• Written By: John W. Kitchens, MD

    This study published in Retina in January examines the relationship between surgeon experience and success rates in retinal detachment surgery. The results indicate that experience does influence the outcome of this surgery but mainly at the beginning of training. The authors also conclude that highly experienced surgeons are not necessarily the most successful. They say that the learning curve is the sensitive period during which success is mostly modified and improved, which supports the importance of extensive training of young surgeons by experienced supervisors.

    This paper has drawn great interest from training programs. It sets out to answer a question to which we all seem to inherently know the answer. It concludes that while surgical experience does have a role in the success of retinal detachment surgery, this relationship is tough to quantify, akin to trying to solve a math equation with words. Interestingly, this paper comes from a fellowship training program in Germany which may highlight some of the differences in training styles and surgical choices.

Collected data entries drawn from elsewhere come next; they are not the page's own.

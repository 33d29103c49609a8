use serde::Deserialize;
use thiserror::Error;

use super::validation::ValidationErrors;

/// Failure of a call into the hosted backend, or of the local checks before it.
///
/// The `Display` text is what the user sees in the error notification.
#[derive(Debug, Clone, PartialEq, Error)]
pub enum ApiError {
    #[error("网络请求失败: {0}")]
    Network(String),

    #[error("{message}")]
    Backend { status: u16, message: String },

    #[error("响应解析失败: {0}")]
    Decode(String),

    #[error("用户未登录")]
    NotAuthenticated,

    #[error("图片上传失败: {0}")]
    Upload(String),

    #[error("{0}")]
    Validation(ValidationErrors),

    #[error("配置错误: {0}")]
    Config(String),
}

impl ApiError {
    /// Build from a non-2xx response, pulling the backend's own message when present
    pub fn from_response(status: u16, body: &str) -> Self {
        let message = backend_message(body).unwrap_or_else(|| format!("HTTP {}", status));
        ApiError::Backend { status, message }
    }

    /// Rejected credentials or an expired token
    pub fn is_unauthorized(&self) -> bool {
        matches!(self, ApiError::Backend { status: 401, .. }) || *self == ApiError::NotAuthenticated
    }
}

impl From<ValidationErrors> for ApiError {
    fn from(errors: ValidationErrors) -> Self {
        ApiError::Validation(errors)
    }
}

/// Error envelope shapes returned by the table, auth and storage APIs
#[derive(Debug, Default, Deserialize)]
struct BackendErrorBody {
    message: Option<String>,
    msg: Option<String>,
    error_description: Option<String>,
    error: Option<String>,
}

/// Extract the human-readable message from a backend error body
pub fn backend_message(body: &str) -> Option<String> {
    let parsed: BackendErrorBody = serde_json::from_str(body).ok()?;
    [
        parsed.message,
        parsed.msg,
        parsed.error_description,
        parsed.error,
    ]
    .into_iter()
    .flatten()
    .find(|m| !m.trim().is_empty())
}

#[cfg(test)]
mod tests {
    use super::*;

    #[test]
    fn test_table_api_message() {
        let body = r#"{"code":"23505","details":null,"hint":null,"message":"duplicate key value violates unique constraint"}"#;
        let err = ApiError::from_response(409, body);
        assert_eq!(
            err.to_string(),
            "duplicate key value violates unique constraint"
        );
    }

    #[test]
    fn test_auth_api_message() {
        let body = r#"{"error":"invalid_grant","error_description":"Invalid login credentials"}"#;
        assert_eq!(
            backend_message(body).as_deref(),
            Some("Invalid login credentials")
        );
    }

    #[test]
    fn test_unparsable_body_falls_back_to_status() {
        let err = ApiError::from_response(502, "<html>bad gateway</html>");
        assert_eq!(err.to_string(), "HTTP 502");
    }

    #[test]
    fn test_unauthorized() {
        assert!(ApiError::from_response(401, "{}").is_unauthorized());
        assert!(ApiError::NotAuthenticated.is_unauthorized());
        assert!(!ApiError::Network("offline".into()).is_unauthorized());
    }

    #[test]
    fn test_validation_message() {
        let mut errors = ValidationErrors::new();
        errors.add("unit_price", "售价不能为负");
        let err: ApiError = errors.into();
        assert_eq!(err.to_string(), "售价不能为负");
    }
}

    The authors correlated the total number of vitreoretinal procedures performed by each of eight surgeons to their individual success rates during 11 months of follow-up of a combined 375 scleral buckling or vitrectomy retinal detachment procedures completed during a five-year period. The study focused on uncomplicated primary procedures.

    Mean primary anatomical success rates were 0.69 ± 0.14 for scleral buckling and 0.9 ± 0.05 for primary vitrectomy (P < 0.05). These rates did not correlate to the number of vitreoretinal procedures performed by each physician. The failure rate of scleral buckling was quite high, at 69 percent, compared with 90 percent for primary vitrectomy.

    Seven surgeons showed an intra-individual learning effect, with better success rates in the second half of the observed procedures. The learning effect was higher in inexperienced surgeons but was reduced by half after 500 vitreoretinal procedures. There was also no significant difference in the learning effect for vitrectomies versus scleral buckling.

    The paper was highlighted by the editors of Retina, with an editorial response written by Andrew M. Schimel, MD, M. Gilbert Grand, MD, and Harry W. Flynn, Jr, MD. They astutely point out the reduced success rate of scleral buckling in this paper, noting that, "A large review of recent Medicare data demonstrated higher rates of recurrent retinal detachment surgery in patients who underwent initial pars plana vitrectomy (21.2%) than those who underwent initial primary scleral buckle procedures (19.2%, P = 0.044). Furthermore, individuals receiving initial pars plana vitrectomy +/- scleral buckle were two times more likely to suffer adverse outcomes than were those undergoing scleral buckle alone."

    The study's authors say their results clearly demonstrate that differences in the outcome of retinal detachment surgery are more complex than simply assuming that surgical experience is the most important factor for success.